Murray’s

Jesus Bazan
2 min readFeb 10, 2021

When we met, we were in a semi-crowded bar with the lights dim down low. I was searching frantically for someone to connect with. Just so I wouldn’t be left standing, alone and empty. She caught my eye as if I’ve met her before, from a place somewhere across the sea. I told her bold and shamelessly, “Do I know you? I feel like I’ve seen you before.” She said no. I insisted, “You didn’t go to Berkeley?” Her hair was short and her demeanor indicated she was Western, but I was wrong. She grew up in China and never left, never even heard of Berkeley. I can’t explain it but something about her drew her to me, or me to her, who’s to say. It’s as if I met her from a past life and now I get to say Hello again.

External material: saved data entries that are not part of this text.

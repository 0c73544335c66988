//! `stockroom-catalog` — CRUD over stocked items.

pub mod item;

pub use item::{ITEMS_COLLECTION, ITEM_KEY, ItemCatalog, LIST_LIMIT};
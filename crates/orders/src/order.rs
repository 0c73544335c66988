//! Order aggregate: a snapshot of requested line quantities plus a status.

use serde::{Deserialize, Serialize};

use stockroom_core::OrderId;
use stockroom_storage::{AttrValue, Record};

/// Status every order carries at placement. Patching may replace it with any
/// caller-supplied string; no transition machine is enforced.
pub const PLACED: &str = "PLACED";

/// One `{sku, qty}` entry within an order.
#[derive(Debug, Clone, PartialEq, Eq, Serialize, Deserialize)]
pub struct OrderLine {
    pub sku: String,
    pub qty: i64,
}

/// A placed order. The `items` lines are the quantities as requested at
/// placement, never re-derived from current item state.
#[derive(Debug, Clone, PartialEq, Eq, Serialize, Deserialize)]
pub struct Order {
    pub id: OrderId,
    pub status: String,
    pub items: Vec<OrderLine>,
    pub created: i64,
}

impl Order {
    pub fn place(items: Vec<OrderLine>) -> Self {
        Self {
            id: OrderId::new(),
            status: PLACED.to_string(),
            items,
            created: chrono::Utc::now().timestamp(),
        }
    }

    pub fn to_record(&self) -> Record {
        let lines = self
            .items
            .iter()
            .map(|line| {
                let mut entry = Record::new();
                entry.insert("sku".into(), AttrValue::str(line.sku.clone()));
                entry.insert("qty".into(), AttrValue::int(line.qty));
                AttrValue::M(entry)
            })
            .collect();

        let mut record = Record::new();
        record.insert("id".into(), AttrValue::str(self.id.to_string()));
        record.insert("status".into(), AttrValue::str(self.status.clone()));
        record.insert("items".into(), AttrValue::L(lines));
        record.insert("created".into(), AttrValue::int(self.created));
        record
    }
}
//! Strongly-typed identifiers used across the domain.

use core::str::FromStr;
use serde::{Deserialize, Serialize};
use uuid::Uuid;

use crate::error::DomainError;

/// Identifier of a stock movement (audit record).
#[derive(Debug, Copy, Clone, PartialEq, Eq, PartialOrd, Ord, Hash, Serialize, Deserialize)]
#[serde(transparent)]
pub struct MovementId(Uuid);

/// Identifier of an order aggregate.
#[derive(Debug, Copy, Clone, PartialEq, Eq, PartialOrd, Ord, Hash, Serialize, Deserialize)]
#[serde(transparent)]
pub struct OrderId(Uuid);

macro_rules! impl_uuid_newtype {
    ($t:ty, $name:literal) => {
        impl $t {
            /// Create a new identifier.
            ///
            /// Uses UUIDv7 (time-ordered), so ids double as a tiebreaker when
            /// sorting records that share a coarse timestamp.
            pub fn new() -> Self {
                Self(Uuid::now_v7())
            }

            pub fn from_uuid(uuid: Uuid) -> Self {
                Self(uuid)
            }

            pub fn as_uuid(&self) -> &Uuid {
                &self.0
            }
        }

        impl Default for $t {
            fn default() -> Self {
                Self::new()
            }
        }

        impl core::fmt::Display for $t {
            fn fmt(&self, f: &mut core::fmt::Formatter<'_>) -> core::fmt::Result {
                core::fmt::Display::fmt(&self.0, f)
            }
        }

        impl FromStr for $t {
            type Err = DomainError;

            fn from_str(s: &str) -> Result<Self, Self::Err> {
                let uuid = Uuid::from_str(s)
                    .map_err(|e| DomainError::validation(format!("{}: {}", $name, e)))?;
                Ok(Self(uuid))
            }
        }
    };
}

impl_uuid_newtype!(MovementId, "MovementId");
impl_uuid_newtype!(OrderId, "OrderId");
//! `stockroom-ledger` — delta-based stock mutation with an audit trail.
//!
//! The single choke point for quantity changes that must stay consistent
//! under concurrent callers. Every applied delta pairs 1:1 with exactly one
//! immutable [`StockMovement`].

pub mod ledger;
pub mod movement;

pub use ledger::{Demand, MOVEMENTS_COLLECTION, MOVEMENT_KEY, StockLedger};
pub use movement::{Direction, StockMovement};
//! Tracing/logging initialization.

use tracing_subscriber::EnvFilter;

/// Initialize tracing/logging for the process.
///
/// Safe to call multiple times (subsequent calls are no-ops).
pub fn init() {
    let filter = EnvFilter::try_from_default_env()
        .unwrap_or_else(|_| EnvFilter::new("info"));

    // JSON logs + timestamps, configurable via RUST_LOG.
    let _ = tracing_subscriber::fmt()
        .with_env_filter(filter)
        .json()
        .with_timer(tracing_subscriber::fmt::time::SystemTime)
        .with_target(false)
        .try_init();
}
//! HTTP API: request dispatch, routing, and server wiring.

pub mod app;
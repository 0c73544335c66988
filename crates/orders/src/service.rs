//! Order service.
//!
//! Placement validates the whole input before any storage touch, consumes
//! stock for every line in one transactional ledger call, and only then
//! persists the order aggregate. A rejected line therefore leaves no order
//! record and no stock change.

use std::sync::Arc;

use serde_json::Value as JsonValue;

use stockroom_core::{DomainError, DomainResult, coerce};
use stockroom_ledger::{Demand, StockLedger};
use stockroom_storage::{KeyValueStore, Record, UpdateSpec, json_to_attr};

use crate::order::{Order, OrderLine};

pub const ORDERS_COLLECTION: &str = "orders";
pub const ORDER_KEY: &str = "id";

const LIST_LIMIT: usize = 100;

/// Only `status` is writable through patch.
const PATCHABLE_FIELDS: [&str; 1] = ["status"];

pub struct OrderService {
    store: Arc<dyn KeyValueStore>,
    ledger: Arc<StockLedger>,
}

impl OrderService {
    pub fn new(store: Arc<dyn KeyValueStore>, ledger: Arc<StockLedger>) -> Self {
        Self { store, ledger }
    }

    /// Validate and place a multi-line order.
    pub fn create(&self, body: &JsonValue) -> DomainResult<Order> {
        let lines = parse_lines(body)?;

        let demands: Vec<Demand> = lines
            .iter()
            .map(|l| Demand { sku: l.sku.clone(), qty: l.qty })
            .collect();
        let movements = self.ledger.consume_lines(&demands, "sale")?;

        let order = Order::place(lines);
        self.store
            .put(ORDERS_COLLECTION, order.to_record(), false)
            .map_err(DomainError::storage)?;

        tracing::info!(order_id = %order.id, lines = movements.len(), "order placed");
        Ok(order)
    }

    pub fn get(&self, id: &str) -> DomainResult<Record> {
        self.store
            .get(ORDERS_COLLECTION, id)
            .map_err(DomainError::storage)?
            .ok_or_else(|| DomainError::not_found("Order not found"))
    }

    pub fn list(&self) -> DomainResult<Vec<Record>> {
        self.store
            .scan(ORDERS_COLLECTION, LIST_LIMIT)
            .map_err(DomainError::storage)
    }

    /// Restricted patch: `status` only, unconditional SET, full record back.
    pub fn patch(&self, id: &str, body: &JsonValue) -> DomainResult<Record> {
        let obj = body
            .as_object()
            .ok_or_else(|| DomainError::validation("Expected a JSON object"))?;

        let mut spec = UpdateSpec::new();
        for field in PATCHABLE_FIELDS {
            if let Some(value) = obj.get(field).filter(|v| !v.is_null()) {
                spec = spec.set(field, json_to_attr(value).map_err(DomainError::storage)?);
            }
        }
        if spec.is_empty() {
            return Err(DomainError::validation("Nothing to update"));
        }

        self.store
            .update(ORDERS_COLLECTION, id, spec, None)
            .map_err(DomainError::storage)
    }
}

/// Fail-fast validation pass over the whole input, before any mutation.
fn parse_lines(body: &JsonValue) -> DomainResult<Vec<OrderLine>> {
    let items = body
        .get("items")
        .and_then(JsonValue::as_array)
        .filter(|items| !items.is_empty())
        .ok_or_else(|| DomainError::validation("No items in order"))?;

    let mut lines = Vec::with_capacity(items.len());
    for entry in items {
        let invalid = || DomainError::validation(format!("Invalid line: {entry}"));

        let sku = entry
            .get("sku")
            .and_then(JsonValue::as_str)
            .filter(|s| !s.is_empty())
            .ok_or_else(invalid)?;
        let qty = entry
            .get("qty")
            .and_then(|v| coerce::to_int("qty", v).ok())
            .filter(|qty| *qty > 0)
            .ok_or_else(invalid)?;

        lines.push(OrderLine { sku: sku.to_string(), qty });
    }
    Ok(lines)
}
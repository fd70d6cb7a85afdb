use std::io;
use std::path::PathBuf;
use std::process::ExitStatus;

use thiserror::Error;

/// Errors produced by the pipe/render pipeline.
#[derive(Debug, Error)]
pub enum ViewerError {
    #[error("failed to create named pipe at {path:?}: {source}")]
    PipeCreate {
        path: PathBuf,
        #[source]
        source: io::Error,
    },

    #[error("failed to launch renderer `{program}`: {source}")]
    RendererSpawn {
        program: String,
        #[source]
        source: io::Error,
    },

    #[error("renderer exited with {status}: {stderr}")]
    RendererFailed { status: ExitStatus, stderr: String },

    #[error("could not decode renderer output: {0}")]
    Decode(#[from] image::ImageError),

    #[error("i/o error: {0}")]
    Io(#[from] io::Error),
}

pub type Result<T> = std::result::Result<T, ViewerError>;
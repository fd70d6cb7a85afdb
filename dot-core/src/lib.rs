//! Core library for the live Graphviz pipe viewer.
//!
//! Main components:
//! - [`source`] — named pipe ownership and the pipe-reading thread.
//! - [`render`] — external renderer invocation and PNG decoding.
//! - [`worker`] — the render-processing thread and its event stream.
//! - [`pipeline`] — glue that wires pipe, reader and worker together.
//! - [`camera`] — zoom/pan transform between image and view space.
//! - [`animation`] — eased camera glides for fit-and-center.
//! - [`config`] — runtime configuration for the viewer.
//! - [`error`] — shared error and result types.

pub mod animation;
pub mod camera;
pub mod config;
pub mod error;
pub mod pipeline;
pub mod render;
pub mod source;
pub mod worker;
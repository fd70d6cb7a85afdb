use std::time::Duration;

use crate::render::RendererConfig;

#[derive(Debug, Clone)]
pub struct ViewerConfig {
    /// Command used to turn DOT text into a PNG image.
    pub renderer: RendererConfig,
    /// How long the pipe reader sleeps when no data is available.
    pub poll_interval: Duration,
    /// How long the pipe reader waits before retrying after an error.
    pub retry_delay: Duration,
    /// Duration of the animated fit-and-center glide, in seconds.
    pub glide_duration: f64,
    /// How long the center indicator stays visible, in seconds.
    pub indicator_duration: f64,
}

impl Default for ViewerConfig {
    fn default() -> Self {
        Self {
            renderer: RendererConfig::default(),
            poll_interval: Duration::from_millis(10),
            retry_delay: Duration::from_secs(1),
            glide_duration: 0.4,
            indicator_duration: 0.8,
        }
    }
}
//! Interactive Graphviz image viewer built with eframe/egui.
//!
//! This module defines [`Viewer`], which owns the background pipeline
//! (pipe reader plus render worker) and implements [`eframe::App`] to
//! display rendered frames in a pannable, zoomable canvas.

use std::time::{Duration, SystemTime};

use eframe::App;
use glam::Vec2;

use dot_core::{
    animation::Glide,
    camera::{Camera, MAX_ZOOM, MIN_ZOOM, ZOOM_STEP},
    config::ViewerConfig,
    pipeline::Pipeline,
    worker::PipelineEvent,
};

/// Main application state for the interactive viewer.
///
/// [`Viewer`] glues together:
/// - The background pipeline: FIFO reader and render worker, polled
///   through an event channel once per frame.
/// - The interactive transform ([`Camera`]) plus the fit-and-center glide.
/// - eframe/egui callbacks for drawing and user interaction.
///
/// The typical per-frame update is:
/// 1. Drain pending [`PipelineEvent`]s (new frames, failures, timestamps).
/// 2. Handle canvas input: drag panning, wheel and click zooming, fit
///    gestures and keyboard shortcuts.
/// 3. Draw the current texture under the camera transform.
///
/// ### Fields
/// - `pipeline` - Owns the FIFO and both worker threads.
/// - `config` - Glide and indicator timing (renderer settings live in the
///   pipeline).
///
/// - `texture` - GPU texture of the most recent frame, if any.
/// - `image_size` - Dimensions of that frame in pixels.
/// - `camera` - Current zoom/pan transform.
///
/// - `glide` - In-flight fit-and-center animation, if any.
/// - `indicator_until` - egui time until which the center indicator shows.
///
/// - `needs_fit` - Fit the image on the next canvas pass (first frame,
///   resize, or the Fit button).
/// - `last_viewport` - Canvas size of the previous frame, for resize
///   detection.
///
/// - `last_update` - Wall-clock time of the last pipe delivery.
/// - `last_error` - Most recent render failure, shown in the status bar.
pub struct Viewer {
    pipeline: Pipeline,
    config: ViewerConfig,

    texture: Option<egui::TextureHandle>,
    image_size: Vec2,
    camera: Camera,

    glide: Option<Glide>,
    indicator_until: f64,

    needs_fit: bool,
    last_viewport: egui::Vec2,

    last_update: Option<SystemTime>,
    last_error: Option<String>,
}

impl Viewer {
    /// Creates a viewer in its idle state: no image, default camera, and a
    /// waiting hint until the first frame arrives over `pipeline`.
    pub fn new(pipeline: Pipeline, config: ViewerConfig) -> Self {
        Self {
            pipeline,
            config,
            texture: None,
            image_size: Vec2::ZERO,
            camera: Camera::default(),
            glide: None,
            indicator_until: 0.0,
            needs_fit: false,
            last_viewport: egui::Vec2::ZERO,
            last_update: None,
            last_error: None,
        }
    }

    /// Drains the pipeline event channel without blocking.
    fn poll_events(&mut self, ctx: &egui::Context) {
        while let Ok(event) = self.pipeline.events().try_recv() {
            self.apply_event(ctx, event);
        }
    }

    /// Applies a single pipeline event to the viewer state.
    ///
    /// Every event refreshes the last-update timestamp, duplicates
    /// included. A frame replaces the texture in place when one exists;
    /// the very first frame additionally requests a fit so the whole
    /// graph starts out visible.
    fn apply_event(&mut self, ctx: &egui::Context, event: PipelineEvent) {
        match event {
            PipelineEvent::Received { at } => {
                self.last_update = Some(at);
            }
            PipelineEvent::Frame { frame, at } => {
                self.last_update = Some(at);
                let image = egui::ColorImage::from_rgba_unmultiplied(
                    [frame.width as usize, frame.height as usize],
                    &frame.rgba,
                );
                self.image_size = frame.size();
                match &mut self.texture {
                    Some(texture) => texture.set(image, egui::TextureOptions::LINEAR),
                    None => {
                        self.texture =
                            Some(ctx.load_texture("graph", image, egui::TextureOptions::LINEAR));
                        self.needs_fit = true;
                    }
                }
                self.last_error = None;
            }
            PipelineEvent::Failed { message, at } => {
                self.last_update = Some(at);
                self.last_error = Some(message);
            }
        }
    }

    /// Starts the animated fit-and-center glide and arms the center
    /// indicator. Does nothing while no image has arrived yet.
    fn start_fit_glide(&mut self, now: f64, viewport: Vec2) {
        if self.image_size.x <= 0.0 {
            return;
        }
        let target = Camera::fit(self.image_size, viewport);
        self.glide = Some(Glide::new(
            self.camera,
            target,
            now,
            self.config.glide_duration,
        ));
        self.indicator_until = now + self.config.indicator_duration;
    }

    /// Builds the top panel (fit button and zoom slider).
    fn ui_top_panel(&mut self, ctx: &egui::Context) {
        egui::TopBottomPanel::top("top_panel").show(ctx, |ui| {
            ui.horizontal(|ui| {
                if ui.button("Fit").clicked() {
                    self.needs_fit = true;
                }

                ui.separator();
                if ui
                    .add(egui::Slider::new(&mut self.camera.zoom, MIN_ZOOM..=MAX_ZOOM).text("Zoom"))
                    .changed()
                {
                    self.glide = None;
                }
            });
        });
    }

    /// Builds the bottom status bar (zoom, image size, last update, error).
    fn ui_status_bar(&self, ctx: &egui::Context) {
        egui::TopBottomPanel::bottom("status_bar").show(ctx, |ui| {
            ui.with_layout(egui::Layout::right_to_left(egui::Align::Center), |ui| {
                ui.label(format!("zoom = {:.0}%", self.camera.zoom * 100.0));
                if self.texture.is_some() {
                    ui.separator();
                    ui.label(format!(
                        "{}x{} px",
                        self.image_size.x as u32, self.image_size.y as u32
                    ));
                }

                ui.separator();
                match self.last_update {
                    Some(at) => ui.label(format!("last update: {}", format_timestamp(at))),
                    None => ui.label("no data yet"),
                };

                if let Some(message) = &self.last_error {
                    ui.separator();
                    ui.colored_label(egui::Color32::RED, message);
                }
            });
        });
    }

    /// Builds the central canvas: input handling, image drawing and the
    /// center indicator overlay.
    fn ui_canvas(&mut self, ctx: &egui::Context) {
        egui::CentralPanel::default().show(ctx, |ui| {
            let response = ui.allocate_response(ui.available_size(), egui::Sense::click_and_drag());
            let rect = response.rect;
            let viewport = Vec2::new(rect.width(), rect.height());
            let now = ctx.input(|i| i.time);

            // Resizing the canvas refits the image; the same flag serves
            // the Fit button and the first frame.
            if self.last_viewport != rect.size() {
                self.last_viewport = rect.size();
                self.needs_fit = true;
            }
            if self.needs_fit && self.image_size.x > 0.0 {
                self.camera = Camera::fit(self.image_size, viewport);
                self.glide = None;
                self.needs_fit = false;
            }

            // Pan with either the left or the right button held down.
            if response.dragged_by(egui::PointerButton::Primary)
                || response.dragged_by(egui::PointerButton::Secondary)
            {
                self.glide = None;
                let delta = response.drag_delta();
                self.camera.pan_by(Vec2::new(delta.x, delta.y));
                ctx.set_cursor_icon(egui::CursorIcon::Grabbing);
            }

            // Wheel zoom around the mouse cursor, one step per notch.
            let scroll = ctx.input(|i| i.raw_scroll_delta.y);
            if scroll != 0.0
                && let Some(pos) = response.hover_pos()
            {
                self.glide = None;
                let factor = if scroll > 0.0 { ZOOM_STEP } else { 1.0 / ZOOM_STEP };
                self.camera.zoom_at(to_view(pos, rect), factor, viewport);
            }

            // Double left click zooms in a step at the cursor.
            if response.double_clicked_by(egui::PointerButton::Primary)
                && let Some(pos) = response.hover_pos()
            {
                self.glide = None;
                self.camera.zoom_at(to_view(pos, rect), ZOOM_STEP, viewport);
            }

            // Middle click snaps back to the fitted view.
            if response.clicked_by(egui::PointerButton::Middle) {
                self.glide = None;
                self.camera = Camera::fit(self.image_size, viewport);
            }

            // Double right click glides back to the fitted view.
            if response.double_clicked_by(egui::PointerButton::Secondary) {
                self.start_fit_glide(now, viewport);
            }

            // Ctrl+arrow zooms about the canvas center.
            let (key_zoom_in, key_zoom_out) = ctx.input(|i| {
                (
                    i.modifiers.ctrl && i.key_pressed(egui::Key::ArrowRight),
                    i.modifiers.ctrl && i.key_pressed(egui::Key::ArrowLeft),
                )
            });
            if key_zoom_in || key_zoom_out {
                self.glide = None;
                let factor = if key_zoom_in { ZOOM_STEP } else { 1.0 / ZOOM_STEP };
                self.camera.zoom_at(viewport * 0.5, factor, viewport);
            }

            // Advance the glide, if one is running.
            if let Some(glide) = self.glide {
                if glide.is_finished(now) {
                    self.camera = glide.target();
                    self.glide = None;
                } else {
                    self.camera = glide.sample(now);
                }
            }

            let painter = ui.painter_at(rect);

            if let Some(texture) = &self.texture {
                let (min, max) = self.camera.image_rect(self.image_size, viewport);
                let image_rect = egui::Rect::from_min_max(
                    rect.min + egui::vec2(min.x, min.y),
                    rect.min + egui::vec2(max.x, max.y),
                );
                painter.image(
                    texture.id(),
                    image_rect,
                    egui::Rect::from_min_max(egui::pos2(0.0, 0.0), egui::pos2(1.0, 1.0)),
                    egui::Color32::WHITE,
                );
            } else {
                painter.text(
                    rect.center(),
                    egui::Align2::CENTER_CENTER,
                    format!("Waiting for DOT text on {}", self.pipeline.path().display()),
                    egui::FontId::proportional(14.0),
                    ui.visuals().weak_text_color(),
                );
            }

            // Translucent marker over the image center while the glide
            // indicator is armed.
            if now < self.indicator_until {
                let center = self.camera.image_to_view(Vec2::ZERO, viewport);
                painter.circle(
                    rect.min + egui::vec2(center.x, center.y),
                    8.0,
                    egui::Color32::from_rgba_unmultiplied(255, 0, 0, 50),
                    egui::Stroke::new(1.5, egui::Color32::from_rgba_unmultiplied(255, 0, 0, 150)),
                );
            }

            // Animations need every frame; otherwise a short timer keeps
            // the event channel polled while idle.
            if self.glide.is_some() || now < self.indicator_until {
                ctx.request_repaint();
            } else {
                ctx.request_repaint_after(Duration::from_millis(50));
            }
        });
    }
}
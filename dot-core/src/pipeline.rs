//! Wiring: named pipe, reader thread, render worker, event channel.

use std::path::Path;
use std::sync::mpsc::{self, Receiver};

use tracing::info;

use crate::config::ViewerConfig;
use crate::error::Result;
use crate::source::{NamedPipe, PipeReader};
use crate::worker::{PipelineEvent, RenderWorker};

/// The background half of the viewer.
///
/// Owns the FIFO and both threads. Field order doubles as shutdown order:
/// the reader stops feeding first, then the worker winds down, then the
/// pipe file is unlinked.
pub struct Pipeline {
    reader: PipeReader,
    worker: RenderWorker,
    pipe: NamedPipe,
    events: Receiver<PipelineEvent>,
}

impl Pipeline {
    /// Creates the FIFO at `path` and spawns the reader and render threads.
    pub fn start(path: &Path, config: &ViewerConfig) -> Result<Self> {
        let pipe = NamedPipe::create(path)?;

        let (tx, events) = mpsc::channel();
        let worker = RenderWorker::spawn(config.renderer.clone(), tx);

        let handle = worker.handle();
        let reader = PipeReader::spawn(
            pipe.path().to_owned(),
            config.poll_interval,
            config.retry_delay,
            move |text| {
                handle.submit(text);
            },
        );

        info!(path = %pipe.path().display(), "pipeline started");
        Ok(Self {
            reader,
            worker,
            pipe,
            events,
        })
    }

    /// Event stream for the UI thread to poll.
    pub fn events(&self) -> &Receiver<PipelineEvent> {
        &self.events
    }

    /// Path of the FIFO this pipeline listens on.
    pub fn path(&self) -> &Path {
        self.pipe.path()
    }

    /// Stops both threads. Dropping the pipeline does the same and also
    /// removes the FIFO.
    pub fn shutdown(&mut self) {
        self.reader.stop();
        self.worker.stop();
    }
}
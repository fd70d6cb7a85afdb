//! Application entry point for the Graphviz pipe viewer.
//!
//! This binary parses the command line, sets up logging, starts the
//! background pipe/render pipeline and delegates all interactive logic
//! and rendering to [`Viewer`] from the `viewer` module.

mod viewer;

use std::path::PathBuf;

use anyhow::{Context, Result, anyhow};
use clap::Parser;
use tracing_subscriber::{EnvFilter, layer::SubscriberExt, util::SubscriberInitExt};

use dot_core::config::ViewerConfig;
use dot_core::pipeline::Pipeline;
use dot_core::render::RendererConfig;
use viewer::Viewer;

/// Watch a named pipe for Graphviz DOT text and display the rendered graph.
///
/// The pipe is created on startup and removed again on exit. Writing to it
/// renders a new frame as soon as the writer closes its end:
///
/// ```sh
/// echo 'digraph { a -> b }' > /tmp/render.pipe
/// ```
#[derive(Parser, Debug)]
#[command(
    name = "dotview",
    version,
    about = "Live Graphviz viewer fed through a named pipe"
)]
struct Cli {
    /// Path of the named pipe to create and watch.
    pipe: PathBuf,

    /// Renderer command; receives DOT on stdin and must print PNG to stdout.
    #[arg(long, default_value = "dot -Tpng", value_name = "CMD")]
    renderer: String,

    /// Enable debug logging.
    #[arg(short, long)]
    verbose: bool,

    /// Suppress everything except errors.
    #[arg(short, long, conflicts_with = "verbose")]
    quiet: bool,
}

impl Cli {
    /// Splits the `--renderer` string into a program and its arguments.
    fn renderer_config(&self) -> Result<RendererConfig> {
        let mut parts = self.renderer.split_whitespace().map(str::to_owned);
        let program = parts
            .next()
            .ok_or_else(|| anyhow!("--renderer must name a program"))?;
        Ok(RendererConfig {
            program,
            args: parts.collect(),
        })
    }
}

fn init_logger(verbose: bool, quiet: bool) {
    let default = if quiet {
        "dotview=error,dot_core=error"
    } else if verbose {
        "dotview=debug,dot_core=debug,info"
    } else {
        "dotview=info,dot_core=info,warn"
    };
    let filter = EnvFilter::try_from_default_env().unwrap_or_else(|_| EnvFilter::new(default));

    tracing_subscriber::registry()
        .with(filter)
        .with(
            tracing_subscriber::fmt::layer()
                .with_target(false)
                .compact(),
        )
        .init();
}

/// Starts the pipeline and the native eframe application.
///
/// The window is titled after the watched pipe and cannot shrink below
/// 300x200. All UI state lives in [`Viewer`]; the pipe and both worker
/// threads are torn down when the window closes.
///
/// ### Returns
/// - `Ok(())` if the application runs to completion without errors.
/// - `Err` if the pipe cannot be created or eframe fails to open a window.
fn main() -> Result<()> {
    let cli = Cli::parse();
    init_logger(cli.verbose, cli.quiet);

    let config = ViewerConfig {
        renderer: cli.renderer_config()?,
        ..ViewerConfig::default()
    };

    let pipeline = Pipeline::start(&cli.pipe, &config)
        .with_context(|| format!("could not start watching {}", cli.pipe.display()))?;
    tracing::info!(pipe = %pipeline.path().display(), "waiting for DOT input");

    let title = format!("Graphviz: {}", pipeline.path().display());
    let options = eframe::NativeOptions {
        viewport: egui::ViewportBuilder::default()
            .with_title(title.clone())
            .with_inner_size([800.0, 600.0])
            .with_min_inner_size([300.0, 200.0]),
        ..Default::default()
    };

    eframe::run_native(
        &title,
        options,
        Box::new(move |_cc| Ok(Box::new(Viewer::new(pipeline, config)))),
    )
    .map_err(|err| anyhow!("could not start the viewer window: {err}"))
}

Later in life, she told me she thought I was weird. That our first encounter left her thinking I was out of my mind. Thinking about it now, she was right. Our meeting, and what would become of it, was something beyond my mind. Beyond what I could imagine or predict. Because in the end, she would be the one to save me in such foreign land. When I was on the brink of death.

We’re far now, separated by land and ocean and time and space. And when I told her goodbye…. I guess you could say I’m still out of my mind.

We walk differently now. Sleep differently, talk differently, eat differently, see differently, smell differently, drink differently, touch differently, feel differently. But she still believes in destiny, and so do I.

I told her bold and shamelessly, “What if we become so different, we don’t even recognize each other anymore?”

“Then I’ll be the one to say Hello first next time,” she comforts me, “..in the next life.”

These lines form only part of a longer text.